Optionally, the translating, by using the first target translation model corresponding to the header portion, each segmented semantic unit includes:

and respectively inputting each semantic unit and the corresponding context thereof into the first target translation model to obtain the translation result corresponding to each semantic unit output by the first target translation model.

Optionally, if the preset display part is an abstract part, the step of obtaining, by using the target translation model, translation search results corresponding to each preset display part of the search results includes:

extracting target content located at a preset position from the abstract part;

and translating the target content by using a second target translation model corresponding to the preset position to obtain a corresponding second translation search result.

Optionally, the method further comprises: determining a target category to which the search result belongs;

the obtaining of the target translation model corresponding to each preset display part according to the display type comprises:

and acquiring a target translation model corresponding to each preset display part by combining the target type to which the search result belongs and the display type corresponding to each preset display part.

Optionally, the step of determining a target category to which the search result belongs includes:

respectively matching the content included in the search result with the dictionaries of all preset categories to obtain the matching rate corresponding to all preset categories;

and taking the preset category corresponding to the maximum one of the matching rates corresponding to all the preset categories as the target category to which the search result belongs.

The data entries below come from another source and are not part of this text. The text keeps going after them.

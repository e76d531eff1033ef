//! Scribe - Rich-text engine command line

use anyhow::{Context, Result};
use clap::{Parser, Subcommand, ValueEnum};
use scribe_core::{json, Config, DocumentTree, Engine, KeyEvent, Selection};
use scribe_session::{EditorSession, KeyOutcome, MemoryStore};
use std::path::{Path, PathBuf};

/// Convert documents and replay editing keys against them
#[derive(Parser, Debug)]
#[command(name = "scribe")]
#[command(author, version, about, long_about = None)]
struct Args {
    /// Config file to use instead of the platform default
    #[arg(long, global = true, value_name = "PATH")]
    config: Option<PathBuf>,

    #[command(subcommand)]
    command: Command,
}

#[derive(Subcommand, Debug)]
enum Command {
    /// Read a document and print it in another format
    Convert {
        /// HTML, tree JSON (.json) or Markdown (.md, .markdown)
        #[arg(value_name = "FILE")]
        file: PathBuf,

        #[arg(long, value_enum, default_value_t = OutputFormat::Html)]
        to: OutputFormat,
    },
    /// Feed key events to a document and print the resulting HTML
    Replay {
        #[arg(value_name = "FILE")]
        file: PathBuf,

        /// Comma-separated keys, e.g. "ctrl+b,&"; write `comma` and `space`
        /// for those two keys
        #[arg(long)]
        keys: String,

        /// Where the selection starts
        #[arg(long, value_enum, default_value_t = SelectMode::All)]
        select: SelectMode,
    },
    /// Validate a config file
    CheckConfig {
        #[arg(value_name = "PATH")]
        path: Option<PathBuf>,
    },
}

#[derive(Clone, Copy, Debug, PartialEq, Eq, ValueEnum)]
enum OutputFormat {
    Html,
    Json,
}

#[derive(Clone, Copy, Debug, PartialEq, Eq, ValueEnum)]
enum SelectMode {
    /// The whole document
    All,
    /// A cursor at the end
    End,
}

fn main() -> Result<()> {
    env_logger::Builder::from_env(env_logger::Env::default().default_filter_or("warn")).init();

    let args = Args::parse();

    match args.command {
        Command::CheckConfig { path } => check_config(path.or(args.config).as_deref()),
        Command::Convert { file, to } => {
            let engine = Engine::new(&load_config(args.config.as_deref())?)?;
            let tree = load_document(&engine, &file)?;
            let output = match to {
                OutputFormat::Html => engine.serialize(&tree),
                OutputFormat::Json => json::to_string(&tree)?,
            };
            println!("{output}");
            Ok(())
        }
        Command::Replay { file, keys, select } => {
            let engine = Engine::new(&load_config(args.config.as_deref())?)?;
            let output = replay(engine, &file, &keys, select)?;
            println!("{output}");
            Ok(())
        }
    }
}

fn load_config(path: Option<&Path>) -> Result<Config> {
    match path {
        Some(path) => Config::load_from(path),
        None => Config::load().context("Failed to load configuration"),
    }
}

fn check_config(path: Option<&Path>) -> Result<()> {
    let config = load_config(path)?;
    let source = match path {
        Some(path) => path.display().to_string(),
        None => Config::config_path()
            .filter(|p| p.exists())
            .map(|p| p.display().to_string())
            .unwrap_or_else(|| "built-in defaults".to_string()),
    };
    println!(
        "{source}: ok ({} block kinds, {} marks, {} hotkeys)",
        config.schema.blocks.len(),
        config.schema.marks.len(),
        config.hotkeys.len()
    );
    Ok(())
}

/// Read a document, picking the parser from the file extension
fn load_document(engine: &Engine, path: &Path) -> Result<DocumentTree> {
    let content = std::fs::read_to_string(path)
        .with_context(|| format!("Failed to read document: {}", path.display()))?;

    let extension = path
        .extension()
        .and_then(|ext| ext.to_str())
        .map(|ext| ext.to_ascii_lowercase());

    let tree = match extension.as_deref() {
        Some("json") => json::from_str(&content, engine.schema())?,
        Some("md") | Some("markdown") => parse_markdown(engine, &content)?,
        _ => engine.deserialize(&content)?,
    };
    log::debug!("loaded {} blocks from {}", tree.nodes.len(), path.display());
    Ok(tree)
}

#[cfg(feature = "markdown")]
fn parse_markdown(engine: &Engine, content: &str) -> Result<DocumentTree> {
    Ok(scribe_core::markdown::parse(content, engine.schema())?)
}

#[cfg(not(feature = "markdown"))]
fn parse_markdown(_engine: &Engine, _content: &str) -> Result<DocumentTree> {
    anyhow::bail!("Markdown input needs the `markdown` feature")
}

fn replay(engine: Engine, file: &Path, keys: &str, select: SelectMode) -> Result<String> {
    let tree = load_document(&engine, file)?;
    let key = engine.config().session.storage_key.clone();
    let blob = engine.persist(&tree)?;

    let mut session = EditorSession::open(engine, MemoryStore::new().with_entry(key, blob))?;
    let selection = match select {
        SelectMode::All => Selection::all(session.tree()),
        SelectMode::End => Selection::end_of(session.tree()),
    };
    session.select(selection)?;

    for spec in keys.split(',').map(str::trim).filter(|s| !s.is_empty()) {
        let event = parse_key(spec);
        let outcome = session
            .handle_key(&event)
            .with_context(|| format!("Key {event} failed"))?;
        if outcome == KeyOutcome::Ignored {
            log::warn!("key {event} had no effect");
        }
    }

    Ok(session.to_html())
}

/// Parse one `--keys` entry, expanding the names of keys the list syntax
/// cannot hold
fn parse_key(spec: &str) -> KeyEvent {
    let mut event = KeyEvent::parse(spec);
    match event.key.as_str() {
        "comma" => event.key = ",".to_string(),
        "space" => event.key = " ".to_string(),
        _ => {}
    }
    event
}

#[cfg(test)]
mod tests {
    use super::*;
    use std::io::Write;
    use tempfile::NamedTempFile;

    fn engine() -> Engine {
        Engine::new(&Config::default()).unwrap()
    }

    fn write_temp(suffix: &str, content: &str) -> NamedTempFile {
        let mut file = tempfile::Builder::new().suffix(suffix).tempfile().unwrap();
        file.write_all(content.as_bytes()).unwrap();
        file
    }

    #[test]
    fn test_args_parse() {
        let args = Args::parse_from(["scribe", "replay", "doc.html", "--keys", "ctrl+b,&"]);
        match args.command {
            Command::Replay { keys, select, .. } => {
                assert_eq!(keys, "ctrl+b,&");
                assert_eq!(select, SelectMode::All);
            }
            other => panic!("unexpected command {other:?}"),
        }
    }

    #[test]
    fn test_replay_bold_all() -> Result<()> {
        let file = write_temp(".html", "<p>Hello</p>");
        let html = replay(engine(), file.path(), "ctrl+b", SelectMode::All)?;
        assert_eq!(html, "<p><strong>Hello</strong></p>");
        Ok(())
    }

    #[test]
    fn test_replay_typing_at_end() -> Result<()> {
        let file = write_temp(".html", "<p>salt</p>");
        let html = replay(engine(), file.path(), "&, p", SelectMode::End)?;
        assert_eq!(html, "<p>saltandp</p>");
        Ok(())
    }

    #[test]
    fn test_parse_key_names() {
        assert_eq!(parse_key("comma"), KeyEvent::plain(","));
        assert_eq!(parse_key("space"), KeyEvent::plain(" "));
        assert_eq!(parse_key("ctrl+comma"), KeyEvent::ctrl(","));
        assert_eq!(parse_key("&"), KeyEvent::plain("&"));
    }

    #[test]
    fn test_replay_types_comma_and_space() -> Result<()> {
        let file = write_temp(".html", "<p>a</p>");
        let html = replay(engine(), file.path(), "comma, space, b", SelectMode::End)?;
        assert_eq!(html, "<p>a, b</p>");
        Ok(())
    }

    #[test]
    fn test_load_document_by_extension() -> Result<()> {
        let engine = engine();
        let html = write_temp(".html", "<p>x</p>");
        let tree = load_document(&engine, html.path())?;

        let as_json = write_temp(".json", &json::to_string(&tree)?);
        assert_eq!(load_document(&engine, as_json.path())?, tree);

        #[cfg(feature = "markdown")]
        {
            let md = write_temp(".md", "x\n");
            assert_eq!(load_document(&engine, md.path())?, tree);
        }
        Ok(())
    }
}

Optionally, the step of determining the preset category of the target to which the search result belongs includes:

inputting the content included in the search result into a classifier, and taking the classification result output by the classifier as a target class to which the search result belongs; the classifier is obtained by training according to search result samples of all preset categories.

In another aspect, the present invention discloses a cross-language searching device, comprising:

the search word acquisition module is used for acquiring a search word of a first language;

the search result acquisition module is used for acquiring a search result of a second language according to the search word;

the search result processing module is used for processing the search result of each second language;

the search result processing module comprises: the translation model determining module, the translation searching result obtaining module and the translation searching result displaying module are arranged in the translation model determining module;

the translation model determining module is used for determining a target translation model corresponding to each preset display part of the search result aiming at the search result of each second language;

the translation search result acquisition module is used for acquiring translation search results corresponding to all preset display parts of the search results by using the target translation model; and

and the translation search result display module is used for displaying the translation search results corresponding to the preset display parts of the search results to the user.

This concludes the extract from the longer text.